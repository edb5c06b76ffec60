//! HTTP endpoint handlers for the monitor.
//!
//! This module provides handlers for all HTTP endpoints:
//! - `/`: Dashboard page
//! - `/api/snapshot`, `/api/status`, `/api/winrm`: JSON API
//! - `/events`: Server-sent snapshot updates
//! - `/health`: Health check endpoint
//! - `/metrics`: Prometheus metrics endpoint

pub mod api;
pub mod events;
pub mod health;
pub mod metrics;
pub mod root;

use axum::{
    routing::{get, post},
    Router,
};

use crate::state::SharedState;

// Re-export handlers
pub use api::{snapshot_handler, status_handler, winrm_handler};
pub use events::events_handler;
pub use health::health_handler;
pub use metrics::metrics_handler;
pub use root::root_handler;

/// Builds the application router.
pub fn router(state: SharedState) -> Router {
    Router::new()
        .route("/", get(root_handler))
        .route("/api/snapshot", get(snapshot_handler))
        .route("/api/status", get(status_handler))
        .route("/api/winrm", post(winrm_handler))
        .route("/events", get(events_handler))
        .route("/health", get(health_handler))
        .route("/metrics", get(metrics_handler))
        .with_state(state)
}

§ Work item
Beginning with the line holding "This module provides" and ending with the line holding "pub use health::health_handler;", write out the stretch of material above exactly; add no further lines.

§ Answer to this task
//! This module provides handlers for all HTTP endpoints:
//! - `/`: Dashboard page
//! - `/api/snapshot`, `/api/status`, `/api/winrm`: JSON API
//! - `/events`: Server-sent snapshot updates
//! - `/health`: Health check endpoint
//! - `/metrics`: Prometheus metrics endpoint

pub mod api;
pub mod events;
pub mod health;
pub mod metrics;
pub mod root;

use axum::{
    routing::{get, post},
    Router,
};

use crate::state::SharedState;

// Re-export handlers
pub use api::{snapshot_handler, status_handler, winrm_handler};
pub use events::events_handler;
pub use health::health_handler;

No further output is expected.